Rôle de la traduction dans la dégradation des longs ARNs non codants antisens chez la levure

par Sara Andjus

Projet de thèse en Biologie cellulaire et développement

Sous la direction de Antonin Morillon et de Maxime Wery.

Thèses en préparation à l'Université Paris sciences et lettres , dans le cadre de École doctorale Complexité du vivant , en partenariat avec Dynamique de l'information génétique (laboratoire) et de Institut Curie (établissement opérateur d'inscription) depuis le 01-11-2018 .


  • Résumé

    La transcription pervasive des génomes eucaryotes produit une pléthore de longs ARN, a priori non codants (nc). Toutefois, leur potentiel codant est actuellement au coeur d'un débat, des données récentes montrant que certains d'entre eux sont liés aux ribosomes en cellules humaines et produisent des peptides, capables de réguler divers phénotypes de tumeurs malignes. Les ARN antisens (as) sont des ARNnc produits à partir du brin d'ADN ‘antisens' des gènes codant des protéines. Chez la levure, ils sont principalement adressés vers la dégradation par l'exoribonucléase cytoplasmique Xrn1 via la voie du Nonsense-Mediated Decay (NMD), dépendant de la traduction, et qui cible notamment les ARN messager avec un codon ‘stop' précoce et/ou une longue région non traduite (UTR) en 3'. La sensibilité au NMD des ARNas suggère qu'ils sont traduits, impactant leur stabilité. Avec le but de caractériser ce rôle présumé de la traduction dans la dégradation des ARNas, mon travail a montré que (1) le rôle du NMD dans le ciblage des ARNas sensibles à Xrn1 a été conservé au cours de l'évolution chez différentes levures, (2) la longueur du l'UTR 3' d'ARNas détermine leur sensibilité au NMD, (3) la majorité des ARNas s'accumulent rapidement lorsque la traduction est inhibée et (4) de nouveaux peptides issus d' ARNas sont détectés. Grâce à cette 4e année, nous visons à combiner des données supplémentaires de peptidomique à un profilage à haute couverture des ribosomes pour définir le paysage traductionnel du transcriptome ‘non codant' antisens chez la levure. Dans l'ensemble, mon travail contribue à reconsidérer l'idée que les ARNas sont dépourvus de potentiel codant, en abordant comment la traduction détermine leur dégradation via le NMD, ouvrant la voie à la compréhension du métabolisme des ARNas chez les eucaryotes supérieurs, où les facteurs du NMD sont conservés.
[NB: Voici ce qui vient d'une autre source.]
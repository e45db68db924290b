//! Document facade - the contract for the live, externally rendered canvas.
//!
//! The history and persistence core never reaches into the document. It
//! applies [`Mutation`]s, reads the full [`Scene`], and asks for a complete
//! replacement through [`Document::replace`], which resolves asynchronously
//! once the engine has finished rebuilding (image decoding and the like).
//!
//! [`InMemoryDocument`] is a reference implementation. In deferred mode its
//! reconstructions stay pending until [`InMemoryDocument::complete_next`] is
//! called, which makes ordering around undo/redo observable in tests.

mod in_memory;
mod reconstruction;
mod scene;

use std::fmt;

pub use in_memory::{InMemoryDocument, ReconstructionMode};
pub use reconstruction::{Reconstruction, ReconstructionHandle};
pub use scene::{Element, ElementKind, Scene, Style, SCENE_VERSION};

/// A structural edit applied to the live document.
#[derive(Clone, Debug, PartialEq)]
pub enum Mutation {
    Add(Element),
    Remove { id: String },
    /// Swap an existing element (matched by id) for a new version of it.
    Replace(Element),
    Move { id: String, left: f64, top: f64 },
    SetBackground(Option<String>),
    Clear,
    /// Change the active selection. Not recorded in history.
    Select(Option<String>),
}

impl Mutation {
    pub fn is_history_worthy(&self) -> bool {
        !matches!(self, Mutation::Select(_))
    }
}

/// Outcome of a successfully applied mutation.
#[derive(Clone, Copy, Debug, PartialEq, Eq)]
pub enum Change {
    /// The document changed in a way that belongs in history.
    Edited,
    /// Transient change (selection, hover) that history ignores.
    Transient,
}

impl Change {
    pub fn is_history_worthy(&self) -> bool {
        matches!(self, Change::Edited)
    }
}

/// Error type for document operations.
#[derive(Debug, Clone, PartialEq, Eq)]
pub enum DocumentError {
    UnknownElement(String),
    DuplicateElement(String),
    /// A reconstruction is still in progress.
    Busy,
    /// The engine refused the operation.
    Rejected(String),
    /// The reconstruction was dropped before it completed.
    Abandoned,
    LockPoisoned(&'static str),
}

impl fmt::Display for DocumentError {
    fn fmt(&self, f: &mut fmt::Formatter<'_>) -> fmt::Result {
        match self {
            DocumentError::UnknownElement(id) => write!(f, "unknown element: {}", id),
            DocumentError::DuplicateElement(id) => write!(f, "duplicate element: {}", id),
            DocumentError::Busy => write!(f, "document is reconstructing"),
            DocumentError::Rejected(reason) => write!(f, "document rejected operation: {}", reason),
            DocumentError::Abandoned => write!(f, "reconstruction abandoned"),
            DocumentError::LockPoisoned(operation) => {
                write!(f, "document lock poisoned during {}", operation)
            }
        }
    }
}

impl std::error::Error for DocumentError {}

/// The live, mutable document owned by the graphics engine.
pub trait Document {
    /// Apply one mutation, reporting whether it is history-worthy.
    fn apply(&self, mutation: Mutation) -> Result<Change, DocumentError>;

    /// Read the complete current state.
    fn scene(&self) -> Result<Scene, DocumentError>;

    /// Replace the entire state. The returned future resolves once the
    /// document has been rebuilt and is ready to render.
    fn replace(&self, scene: Scene) -> Reconstruction;
}
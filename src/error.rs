use std::fmt;

use crate::codec::CodecError;
use crate::collab::InviteError;
use crate::document::DocumentError;
use crate::history::HistoryError;
use crate::persistence::PersistenceError;

/// Error type for [`EditorSession`](crate::EditorSession) operations.
#[derive(Debug, Clone, PartialEq, Eq)]
pub enum EditorError {
    Codec(CodecError),
    History(HistoryError),
    Persistence(PersistenceError),
    Document(DocumentError),
    Invite(InviteError),
    LockPoisoned(&'static str),
}

impl EditorError {
    pub fn is_quota_exceeded(&self) -> bool {
        matches!(self, EditorError::Persistence(err) if err.is_quota_exceeded())
    }
}

impl fmt::Display for EditorError {
    fn fmt(&self, f: &mut fmt::Formatter<'_>) -> fmt::Result {
        match self {
            EditorError::Codec(err) => write!(f, "codec error: {}", err),
            EditorError::History(err) => write!(f, "history error: {}", err),
            EditorError::Persistence(err) => write!(f, "persistence error: {}", err),
            EditorError::Document(err) => write!(f, "document error: {}", err),
            EditorError::Invite(err) => write!(f, "invite error: {}", err),
            EditorError::LockPoisoned(operation) => {
                write!(f, "session lock poisoned during {}", operation)
            }
        }
    }
}

impl std::error::Error for EditorError {
    fn source(&self) -> Option<&(dyn std::error::Error + 'static)> {
        match self {
            EditorError::Codec(err) => Some(err),
            EditorError::History(err) => Some(err),
            EditorError::Persistence(err) => Some(err),
            EditorError::Document(err) => Some(err),
            EditorError::Invite(err) => Some(err),
            EditorError::LockPoisoned(_) => None,
        }
    }
}

impl From<CodecError> for EditorError {
    fn from(err: CodecError) -> Self {
        EditorError::Codec(err)
    }
}

impl From<HistoryError> for EditorError {
    fn from(err: HistoryError) -> Self {
        EditorError::History(err)
    }
}

impl From<PersistenceError> for EditorError {
    fn from(err: PersistenceError) -> Self {
        EditorError::Persistence(err)
    }
}

impl From<DocumentError> for EditorError {
    fn from(err: DocumentError) -> Self {
        EditorError::Document(err)
    }
}

impl From<InviteError> for EditorError {
    fn from(err: InviteError) -> Self {
        EditorError::Invite(err)
    }
}
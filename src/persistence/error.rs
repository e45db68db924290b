use std::fmt;

use crate::store::StoreError;

/// Error type for project persistence.
#[derive(Debug, Clone, PartialEq, Eq)]
pub enum PersistenceError {
    /// The store has no room for the write. The only error a save
    /// propagates.
    QuotaExceeded {
        key: String,
        requested: usize,
        remaining: usize,
    },
    /// No project with this id is stored.
    NotFound { id: String },
    /// A stored record could not be decoded.
    Corrupt { key: String, message: String },
    /// Any other store failure.
    Store(StoreError),
}

impl PersistenceError {
    pub fn is_quota_exceeded(&self) -> bool {
        matches!(self, PersistenceError::QuotaExceeded { .. })
    }
}

impl fmt::Display for PersistenceError {
    fn fmt(&self, f: &mut fmt::Formatter<'_>) -> fmt::Result {
        match self {
            PersistenceError::QuotaExceeded {
                key,
                requested,
                remaining,
            } => write!(
                f,
                "storage quota exceeded saving {} ({} bytes requested, {} remaining)",
                key, requested, remaining
            ),
            PersistenceError::NotFound { id } => write!(f, "project not found: {}", id),
            PersistenceError::Corrupt { key, message } => {
                write!(f, "corrupt record {}: {}", key, message)
            }
            PersistenceError::Store(err) => write!(f, "{}", err),
        }
    }
}

impl std::error::Error for PersistenceError {}

impl From<StoreError> for PersistenceError {
    fn from(err: StoreError) -> Self {
        match err {
            StoreError::QuotaExceeded {
                key,
                requested,
                remaining,
            } => PersistenceError::QuotaExceeded {
                key,
                requested,
                remaining,
            },
            other => PersistenceError::Store(other),
        }
    }
}

impl PersistenceError {
    pub(crate) fn corrupt(key: &str, err: impl fmt::Display) -> Self {
        PersistenceError::Corrupt {
            key: key.to_string(),
            message: err.to_string(),
        }
    }
}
Mon travail ouvre aussi d'excitantes perspectives quant à la fonction potentielle des peptides produits à partir des ARNnc.

  • Titre traduit

    Role of translation in the degradation of antisense long non-coding RNAs in yeast


  • Résumé

    The pervasive transcription of eukaryotic genomes produces plethora of long non-coding (lnc)RNAs, including antisense (as)lncRNAs synthesized from the DNA strand antisense to ‘sense' protein-coding genes. The coding potential of such transcripts had long intrigued and recent data in human cells showed that lncRNAs are bound to ribosomes and produce peptides that regulate various malignant tumor phenotypes. In yeast, aslncRNAs are targeted to the conserved 5'-3' cytoplasmic exoribonuclease Xrn1 by the Nonsense-Mediated Decay (NMD), a translation-dependent RNA decay pathway degrading transcripts with premature translation termination stop codon and long 3'UTRs. The NMD-sensitivity of aslncRNAs suggested that they undergo translation which impacts their stability. Aiming at deciphering the role of translation in the decay of aslncRNAs, we show that (1) the role of NMD (and thus translation) in targeting Xrn1-sensitive aslncRNAs has been conserved in budding yeasts, (2) the length of the 3'UTR of candidate aslncRNAs determines their sensitivity to the NMD, (3) most aslncRNAs rapidly accumulate upon translation inhibition and (4) novel peptides can arise from lncRNAs. Now, we aim at combining additional Mass Spectrometry results to high-coverage Ribosome Profiling data to ultimately define the first translational landscape of the long ‘non-coding' transcriptome of yeast. Altogether, my project aims at reconsidering the idea that aslncRNAs are devoid of coding potential, addressing how translation could determine their degradation via the NMD and could be used to produce peptides with possible functional roles. This would help paving the way into the understanding of the aslncRNAs metabolism in higher Eukaryotes, as the NMD factors targeting them are conserved.